This new report calls for the next Mayor of New York City to bring together city agencies, employers, labor unions, workforce development programs and others to create 10,000 new good food jobs in New York City by 2020.  The report, by the New York City Food Policy Center at Hunter College and the City University of New York School of Public Health, defines “good food jobs” as jobs that make healthier food more accessible to all New Yorkers, pay a living wage, offer safe working conditions, and promote sustainable economic development.

The report describes 11 New York City programs that are working to create good food jobs and analyzes models from other cities and states. These programs demonstrate that it is possible to improve pay and working conditions for food workers who can in turn make healthy food more available and affordable. As yet, however, most do not operate at a scale where they can fully realize their potential for economic development and improved nutritional health.

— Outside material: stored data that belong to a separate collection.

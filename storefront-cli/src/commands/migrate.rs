//! Schema migration command

use anyhow::{Context, Result};
use clap::Parser;

use storefront_server::db::{create_pool, migrations};

/// Arguments for the migrate command
#[derive(Parser, Debug)]
pub struct MigrateArgs {
    /// Database URL
    #[arg(long, env = "DATABASE_URL", default_value = "sqlite://data.db")]
    pub database_url: String,
}

/// Create any missing tables and indexes
pub async fn run_migrate(args: MigrateArgs) -> Result<()> {
    let pool = create_pool(&args.database_url)
        .await
        .context("Failed to create database pool")?;

    migrations::run(&pool)
        .await
        .context("Failed to run migrations")?;

    pool.close().await;
    tracing::info!(database = %args.database_url, "database schema up to date");
    Ok(())
}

New York City’s food sector employs 326,000 workers and had a growth rate of 33% in the last decade. Several public and private funding streams support workforce development in food services. As a sector that provides many entry-level opportunities for low- and moderate-skilled workers, it is an important target for new job creation. Those seeking food sector jobs include many of those hard hit by the 2008 recession: workers with limited education, recent immigrants, and entrepreneurs with high ambitions but little capital.  To date, though, many of the jobs in this sector are low-paying, lack benefits, and expose workers to unsafe conditions. Many of these jobs also involve the production of the food most associated with obesity and diet-related conditions such as diabetes and heart disease, two leading causes of premature deaths and heath care costs in New York City.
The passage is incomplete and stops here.